If the U.A.E. had tried to train planetary scientists from scratch to work on Hope, the mission would have been long over before the scientists were ready. Instead, Emirati officials took a quicker approach: converting some of the space center’s engineers into scientists by offering apprentice-like training with researchers in the United States.

“I was put there to develop scientific talents within the organization and be able to transfer knowledge in a nontraditional way,” Ms. al-Amiri said.

The coronavirus outbreak tossed in more challenges.

Once construction of the spacecraft was complete in Colorado, a large Ukrainian transport plane ferried it to Dubai, where it was to undergo a round of testing before heading to the launchpad in Japan.

But at the end of February — not long before the European Space Agency and Russia postponed the launch of the Rosalind Franklin mission in part because of the logistical hurdles created by the pandemic — Mr. Sharaf and Ms. al-Amiri realized the outbreak could disrupt their carefully planned schedules if airports were shut down.

“Based on that, we started working on a plan to get the team across to Japan as soon as possible,” Ms. al-Amiri said.

They shuffled some of the tests in order to hurry the spacecraft to Japan, three weeks earlier than originally planned, and where some of the testing would instead be completed.

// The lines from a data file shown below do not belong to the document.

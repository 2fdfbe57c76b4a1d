use miette::Diagnostic;
use std::{fmt, path::PathBuf};
use thiserror::Error;

#[derive(Debug, Error, Diagnostic)]
pub enum FileOperation {
    #[error("reading a file")]
    Read,
    #[error("reading metadata")]
    Metadata,
    #[error("writing a file")]
    Write,
    #[error("copying a file")]
    Copy,
    #[error("setting file times")]
    SetTimes,
    #[error("setting permissions")]
    SetPermissions,
    #[error("removing a file")]
    Remove,
    #[error("creating a directory")]
    Mkdir,
}
#[derive(Debug, Error, Diagnostic)]
#[error("I/O error: {operation} on path '{path}'")]
#[diagnostic(
    code(dappinit::io),
    help("Check file permissions, disk space, or that the path is correct.")
)]
pub struct IoError {
    pub operation: FileOperation,
    pub path: PathBuf,
    #[source]
    pub source: std::io::Error,
}
impl IoError {
    pub fn new(operation: FileOperation, path: PathBuf, error: std::io::Error) -> Self {
        Self {
            operation,
            path,
            source: error,
        }
    }
}

/// What a configured path is supposed to be on disk.
#[derive(Debug, Clone, Copy, PartialEq, Eq)]
pub enum EntryKind {
    Directory,
    File,
}
impl fmt::Display for EntryKind {
    fn fmt(&self, f: &mut fmt::Formatter<'_>) -> fmt::Result {
        match self {
            Self::Directory => write!(f, "directory"),
            Self::File => write!(f, "file"),
        }
    }
}

/// A path is occupied by an entry of the wrong kind.
#[derive(Debug, Error, Diagnostic)]
#[error("'{path}' already exists but a {expected} is needed there")]
#[diagnostic(
    code(dappinit::filesystem_conflict),
    help("Move or rename the entry occupying this path, then run again.")
)]
pub struct FilesystemConflict {
    pub path: PathBuf,
    pub expected: EntryKind,
}
impl FilesystemConflict {
    pub fn new(path: PathBuf, expected: EntryKind) -> Self {
        Self { path, expected }
    }
}

#[derive(Debug, Error, Diagnostic)]
pub enum FileFormat {
    #[error("toml")]
    Toml,
}
#[derive(Debug, Error, Diagnostic)]
#[error("Parsing error: {file_format} on '{path}'")]
#[diagnostic(code(dappinit::parse), help("Review file"))]
pub struct ParseError {
    pub file_format: FileFormat,
    pub path: PathBuf,
    #[source]
    pub source: toml::de::Error,
}
impl ParseError {
    pub fn new(file_format: FileFormat, path: PathBuf, error: toml::de::Error) -> Self {
        Self {
            file_format,
            path,
            source: error,
        }
    }
}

Travel restrictions meant team members could not travel back and forth. A small team went ahead in early April to wait out a quarantine. Two weeks later, the cargo plane with Hope flew to Japan with another small team from the Emirates.

In Japan, the people who flew with Hope then went into quarantine and then those who had gone ahead joined the spacecraft on the barge trip to the island that is home to the launch site.

Mr. Sharaf and Ms. al-Amiri said the mission was now ready, and the nation’s space program would continue regardless of the outcome.

“The Emirates fully understand the risk associated with this mission,” Mr. Sharaf said. “So does the team. Let’s be honest. Fifty percent of the missions that have been to Mars have failed.”

The greatest success is the training of the people, he said.

“For the Emirates, it’s more about the journey,” Mr. Sharaf said. “It’s more about the impact. Reaching there is one of the goals. But that doesn’t mean that the mission has failed, if we didn’t manage to get there. So failure is an option.”